Material for this task —

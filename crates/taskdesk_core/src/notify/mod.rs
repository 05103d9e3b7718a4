//! Due-soon reminders.
//!
//! Which thresholds have already fired for which task is an explicit
//! [`NotifiedState`] value: the check takes the previous state and returns
//! the next one, and the caller decides where to keep it.

use crate::error::AppError;
use crate::model::Task;
use serde::{Deserialize, Serialize};
use std::collections::{BTreeMap, BTreeSet};
use time::OffsetDateTime;

#[derive(Debug, Default, Clone, PartialEq, Eq, Serialize, Deserialize)]
#[serde(transparent)]
pub struct NotifiedState {
    fired: BTreeMap<String, BTreeSet<u32>>,
}

impl NotifiedState {
    pub fn has_fired(&self, task_id: &str, threshold: u32) -> bool {
        self.fired
            .get(task_id)
            .is_some_and(|thresholds| thresholds.contains(&threshold))
    }

    pub fn record(&mut self, task_id: &str, threshold: u32) {
        self.fired
            .entry(task_id.to_string())
            .or_default()
            .insert(threshold);
    }

    pub fn is_empty(&self) -> bool {
        self.fired.is_empty()
    }

    pub fn task_ids(&self) -> impl Iterator<Item = &str> {
        self.fired.keys().map(String::as_str)
    }

    /// Drops entries for tasks that are gone, completed, or no longer dated.
    fn retain_pending(&mut self, tasks: &[Task]) {
        self.fired.retain(|task_id, _| {
            tasks
                .iter()
                .any(|task| task.id == *task_id && task.due_date.is_some() && !task.is_completed)
        });
    }
}

#[derive(Debug, Clone, PartialEq, Eq)]
pub struct DueAlert {
    pub task_id: String,
    pub title: String,
    pub threshold: u32,
}

impl DueAlert {
    /// "in 1 hour", "in 2 hours", "in 5 minutes".
    pub fn when(&self) -> String {
        let minutes = self.threshold;
        if minutes >= 60 {
            let hours = minutes / 60;
            format!("in {hours} hour{}", if hours > 1 { "s" } else { "" })
        } else {
            format!("in {minutes} minute{}", if minutes > 1 { "s" } else { "" })
        }
    }

    pub fn summary(&self) -> String {
        format!("Task Due {}: {}", self.when(), self.title)
    }

    pub fn body(&self) -> String {
        format!("Task \"{}\" is due {}", self.title, self.when())
    }
}

#[derive(Debug, Clone, PartialEq, Eq)]
pub struct ReminderCheck {
    pub alerts: Vec<DueAlert>,
    pub state: NotifiedState,
}

/// Finds open tasks whose due date is exactly a threshold's number of whole
/// minutes away and that have not been reminded at that threshold yet.
pub fn check_due_tasks(
    tasks: &[Task],
    now: OffsetDateTime,
    thresholds: &[u32],
    mut state: NotifiedState,
) -> ReminderCheck {
    state.retain_pending(tasks);
    let mut alerts = Vec::new();

    for task in tasks {
        if task.is_completed {
            continue;
        }
        let Some(due) = task.due_date else {
            continue;
        };
        if due <= now {
            continue;
        }

        let minutes_until_due = (due - now).whole_minutes();
        for &threshold in thresholds {
            if minutes_until_due != i64::from(threshold) || state.has_fired(&task.id, threshold) {
                continue;
            }
            state.record(&task.id, threshold);
            alerts.push(DueAlert {
                task_id: task.id.clone(),
                title: task.title.clone(),
                threshold,
            });
        }
    }

    ReminderCheck { alerts, state }
}

pub trait Notifier {
    fn notify(&self, alert: &DueAlert) -> Result<(), AppError>;
}

pub struct NoopNotifier;

impl Notifier for NoopNotifier {
    fn notify(&self, _alert: &DueAlert) -> Result<(), AppError> {
        Ok(())
    }
}

#[derive(Debug)]
pub struct NotificationOutcome {
    pub delivered: Vec<DueAlert>,
    pub failures: Vec<NotificationFailure>,
    pub state: NotifiedState,
}

#[derive(Debug)]
pub struct NotificationFailure {
    pub task_id: String,
    pub error: AppError,
}

/// Runs the reminder check and hands every alert to `notifier`. Thresholds
/// whose delivery failed are not recorded.
pub fn deliver_due_alerts(
    tasks: &[Task],
    now: OffsetDateTime,
    thresholds: &[u32],
    state: NotifiedState,
    notifier: &dyn Notifier,
) -> NotificationOutcome {
    let previous = state.clone();
    let check = check_due_tasks(tasks, now, thresholds, state);
    let mut state = check.state;
    let mut delivered = Vec::new();
    let mut failures = Vec::new();

    for alert in check.alerts {
        match notifier.notify(&alert) {
            Ok(()) => delivered.push(alert),
            Err(error) => {
                if !previous.has_fired(&alert.task_id, alert.threshold) {
                    forget(&mut state, &alert);
                }
                failures.push(NotificationFailure {
                    task_id: alert.task_id,
                    error,
                });
            }
        }
    }

    NotificationOutcome {
        delivered,
        failures,
        state,
    }
}

fn forget(state: &mut NotifiedState, alert: &DueAlert) {
    if let Some(thresholds) = state.fired.get_mut(&alert.task_id) {
        thresholds.remove(&alert.threshold);
        if thresholds.is_empty() {
            state.fired.remove(&alert.task_id);
        }
    }
}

What is being asked —
Transcribe each line of the data above, unaltered, from the one where "use crate::error::AppError;" appears to the one where "pub fn body(&self)" appears, inclusive of both.

Answer space —
use crate::error::AppError;
use crate::model::Task;
use serde::{Deserialize, Serialize};
use std::collections::{BTreeMap, BTreeSet};
use time::OffsetDateTime;

#[derive(Debug, Default, Clone, PartialEq, Eq, Serialize, Deserialize)]
#[serde(transparent)]
pub struct NotifiedState {
    fired: BTreeMap<String, BTreeSet<u32>>,
}

impl NotifiedState {
    pub fn has_fired(&self, task_id: &str, threshold: u32) -> bool {
        self.fired
            .get(task_id)
            .is_some_and(|thresholds| thresholds.contains(&threshold))
    }

    pub fn record(&mut self, task_id: &str, threshold: u32) {
        self.fired
            .entry(task_id.to_string())
            .or_default()
            .insert(threshold);
    }

    pub fn is_empty(&self) -> bool {
        self.fired.is_empty()
    }

    pub fn task_ids(&self) -> impl Iterator<Item = &str> {
        self.fired.keys().map(String::as_str)
    }

    /// Drops entries for tasks that are gone, completed, or no longer dated.
    fn retain_pending(&mut self, tasks: &[Task]) {
        self.fired.retain(|task_id, _| {
            tasks
                .iter()
                .any(|task| task.id == *task_id && task.due_date.is_some() && !task.is_completed)
        });
    }
}

#[derive(Debug, Clone, PartialEq, Eq)]
pub struct DueAlert {
    pub task_id: String,
    pub title: String,
    pub threshold: u32,
}

impl DueAlert {
    /// "in 1 hour", "in 2 hours", "in 5 minutes".
    pub fn when(&self) -> String {
        let minutes = self.threshold;
        if minutes >= 60 {
            let hours = minutes / 60;
            format!("in {hours} hour{}", if hours > 1 { "s" } else { "" })
        } else {
            format!("in {minutes} minute{}", if minutes > 1 { "s" } else { "" })
        }
    }

    pub fn summary(&self) -> String {
        format!("Task Due {}: {}", self.when(), self.title)
    }

    pub fn body(&self) -> String {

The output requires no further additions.